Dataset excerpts
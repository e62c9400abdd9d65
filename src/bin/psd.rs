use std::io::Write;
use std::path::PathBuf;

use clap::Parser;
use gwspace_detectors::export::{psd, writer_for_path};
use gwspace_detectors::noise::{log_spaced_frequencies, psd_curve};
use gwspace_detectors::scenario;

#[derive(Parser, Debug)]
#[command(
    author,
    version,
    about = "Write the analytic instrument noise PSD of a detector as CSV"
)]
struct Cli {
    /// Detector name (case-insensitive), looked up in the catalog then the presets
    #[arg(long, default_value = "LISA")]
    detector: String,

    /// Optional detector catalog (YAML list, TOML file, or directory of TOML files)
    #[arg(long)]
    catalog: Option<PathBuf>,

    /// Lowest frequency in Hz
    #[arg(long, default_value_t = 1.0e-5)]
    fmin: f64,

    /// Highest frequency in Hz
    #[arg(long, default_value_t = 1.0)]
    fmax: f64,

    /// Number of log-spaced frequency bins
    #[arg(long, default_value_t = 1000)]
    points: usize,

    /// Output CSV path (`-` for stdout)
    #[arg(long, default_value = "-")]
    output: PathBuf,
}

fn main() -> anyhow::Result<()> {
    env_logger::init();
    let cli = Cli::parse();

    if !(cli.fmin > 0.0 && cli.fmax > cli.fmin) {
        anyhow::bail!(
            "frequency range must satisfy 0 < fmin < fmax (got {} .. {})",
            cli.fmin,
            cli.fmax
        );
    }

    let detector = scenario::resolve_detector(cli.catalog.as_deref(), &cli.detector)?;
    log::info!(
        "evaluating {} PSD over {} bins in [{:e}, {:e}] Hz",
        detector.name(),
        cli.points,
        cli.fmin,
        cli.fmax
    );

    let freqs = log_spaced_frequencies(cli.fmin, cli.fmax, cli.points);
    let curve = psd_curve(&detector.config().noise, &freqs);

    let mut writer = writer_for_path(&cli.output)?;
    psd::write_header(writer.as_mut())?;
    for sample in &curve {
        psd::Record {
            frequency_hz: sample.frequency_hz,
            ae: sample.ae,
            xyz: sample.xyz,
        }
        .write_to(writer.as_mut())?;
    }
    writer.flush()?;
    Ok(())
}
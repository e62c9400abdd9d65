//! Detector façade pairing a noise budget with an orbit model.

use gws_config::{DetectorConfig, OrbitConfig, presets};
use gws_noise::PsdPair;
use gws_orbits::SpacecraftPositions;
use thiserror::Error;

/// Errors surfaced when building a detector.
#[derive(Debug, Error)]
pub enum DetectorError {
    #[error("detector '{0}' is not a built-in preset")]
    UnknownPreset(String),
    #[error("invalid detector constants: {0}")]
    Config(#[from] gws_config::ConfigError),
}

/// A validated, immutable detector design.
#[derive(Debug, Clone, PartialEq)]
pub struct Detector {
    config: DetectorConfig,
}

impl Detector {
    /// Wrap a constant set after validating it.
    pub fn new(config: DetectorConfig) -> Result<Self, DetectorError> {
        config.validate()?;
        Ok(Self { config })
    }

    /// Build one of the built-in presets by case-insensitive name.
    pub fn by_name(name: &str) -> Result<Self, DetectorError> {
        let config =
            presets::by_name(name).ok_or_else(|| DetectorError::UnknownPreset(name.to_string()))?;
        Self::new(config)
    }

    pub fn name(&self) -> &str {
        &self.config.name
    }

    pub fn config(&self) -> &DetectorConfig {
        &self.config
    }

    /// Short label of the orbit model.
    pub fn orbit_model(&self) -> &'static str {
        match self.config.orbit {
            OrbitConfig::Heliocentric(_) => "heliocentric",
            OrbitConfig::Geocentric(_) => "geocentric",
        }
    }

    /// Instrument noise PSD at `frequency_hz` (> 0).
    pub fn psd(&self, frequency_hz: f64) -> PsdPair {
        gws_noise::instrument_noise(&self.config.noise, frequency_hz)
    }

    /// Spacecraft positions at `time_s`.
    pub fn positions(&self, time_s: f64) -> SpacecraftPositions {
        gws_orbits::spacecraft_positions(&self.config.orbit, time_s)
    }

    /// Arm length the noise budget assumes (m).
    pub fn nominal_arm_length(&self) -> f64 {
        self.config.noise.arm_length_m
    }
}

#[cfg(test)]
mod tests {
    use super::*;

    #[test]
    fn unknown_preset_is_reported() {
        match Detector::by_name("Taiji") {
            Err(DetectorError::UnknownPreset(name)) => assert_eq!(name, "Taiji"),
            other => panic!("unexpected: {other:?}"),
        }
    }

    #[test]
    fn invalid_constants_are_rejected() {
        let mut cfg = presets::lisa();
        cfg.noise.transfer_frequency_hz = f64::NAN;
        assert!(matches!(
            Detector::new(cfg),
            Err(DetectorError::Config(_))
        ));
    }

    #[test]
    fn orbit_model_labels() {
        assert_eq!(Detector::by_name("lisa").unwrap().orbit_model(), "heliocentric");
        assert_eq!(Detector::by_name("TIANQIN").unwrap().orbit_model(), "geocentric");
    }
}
...
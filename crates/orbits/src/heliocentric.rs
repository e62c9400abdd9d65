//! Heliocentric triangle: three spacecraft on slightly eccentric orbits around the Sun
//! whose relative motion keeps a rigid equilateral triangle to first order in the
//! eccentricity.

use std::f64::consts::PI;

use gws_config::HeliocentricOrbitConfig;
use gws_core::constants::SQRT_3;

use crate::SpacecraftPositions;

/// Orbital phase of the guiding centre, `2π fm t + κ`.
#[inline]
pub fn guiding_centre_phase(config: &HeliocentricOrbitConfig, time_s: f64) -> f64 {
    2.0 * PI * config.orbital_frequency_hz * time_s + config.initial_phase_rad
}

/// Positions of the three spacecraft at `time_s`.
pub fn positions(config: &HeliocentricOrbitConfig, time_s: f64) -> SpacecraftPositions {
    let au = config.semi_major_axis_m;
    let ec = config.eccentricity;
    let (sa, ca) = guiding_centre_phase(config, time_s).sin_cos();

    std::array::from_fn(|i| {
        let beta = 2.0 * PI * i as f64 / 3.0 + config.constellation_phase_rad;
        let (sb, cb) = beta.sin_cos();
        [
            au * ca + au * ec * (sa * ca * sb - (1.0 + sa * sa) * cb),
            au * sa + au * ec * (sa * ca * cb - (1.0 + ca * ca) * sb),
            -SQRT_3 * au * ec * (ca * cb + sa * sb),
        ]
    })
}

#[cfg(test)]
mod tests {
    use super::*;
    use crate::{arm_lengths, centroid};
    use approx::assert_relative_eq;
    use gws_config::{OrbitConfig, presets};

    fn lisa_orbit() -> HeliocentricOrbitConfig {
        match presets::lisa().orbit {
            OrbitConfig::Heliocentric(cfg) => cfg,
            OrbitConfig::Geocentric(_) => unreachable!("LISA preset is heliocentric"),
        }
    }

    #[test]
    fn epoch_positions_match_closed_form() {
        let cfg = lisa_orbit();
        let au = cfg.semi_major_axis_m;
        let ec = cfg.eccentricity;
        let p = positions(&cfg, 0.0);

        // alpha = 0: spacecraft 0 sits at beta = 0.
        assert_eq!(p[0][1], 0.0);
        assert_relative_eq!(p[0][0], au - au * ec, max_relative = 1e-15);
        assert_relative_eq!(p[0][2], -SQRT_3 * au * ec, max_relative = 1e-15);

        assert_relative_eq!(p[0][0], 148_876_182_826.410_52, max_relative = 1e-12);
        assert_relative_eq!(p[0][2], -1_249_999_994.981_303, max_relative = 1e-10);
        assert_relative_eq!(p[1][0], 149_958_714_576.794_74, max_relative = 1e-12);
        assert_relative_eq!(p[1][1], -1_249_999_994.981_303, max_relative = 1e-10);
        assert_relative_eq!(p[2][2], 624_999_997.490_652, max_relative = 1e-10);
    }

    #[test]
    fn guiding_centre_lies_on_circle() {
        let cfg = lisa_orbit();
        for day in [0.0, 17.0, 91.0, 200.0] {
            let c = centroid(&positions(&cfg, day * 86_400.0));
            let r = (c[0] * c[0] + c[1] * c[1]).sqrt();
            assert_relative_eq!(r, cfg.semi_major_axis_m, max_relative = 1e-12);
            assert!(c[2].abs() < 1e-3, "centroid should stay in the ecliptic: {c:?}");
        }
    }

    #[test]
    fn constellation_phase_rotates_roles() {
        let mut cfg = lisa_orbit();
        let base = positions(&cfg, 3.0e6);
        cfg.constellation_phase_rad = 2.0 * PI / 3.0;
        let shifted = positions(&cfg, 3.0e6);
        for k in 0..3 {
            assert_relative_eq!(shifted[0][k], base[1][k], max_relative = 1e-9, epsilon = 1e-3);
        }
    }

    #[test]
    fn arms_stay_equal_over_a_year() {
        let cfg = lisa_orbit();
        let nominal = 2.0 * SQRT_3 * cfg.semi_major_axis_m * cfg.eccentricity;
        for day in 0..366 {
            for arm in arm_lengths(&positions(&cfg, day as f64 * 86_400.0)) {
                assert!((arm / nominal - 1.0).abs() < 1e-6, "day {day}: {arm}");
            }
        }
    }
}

**Activity**: Say how many lines of the data above have the string "triangle" in them, and write nothing besides that number.

**Output for this task**: 2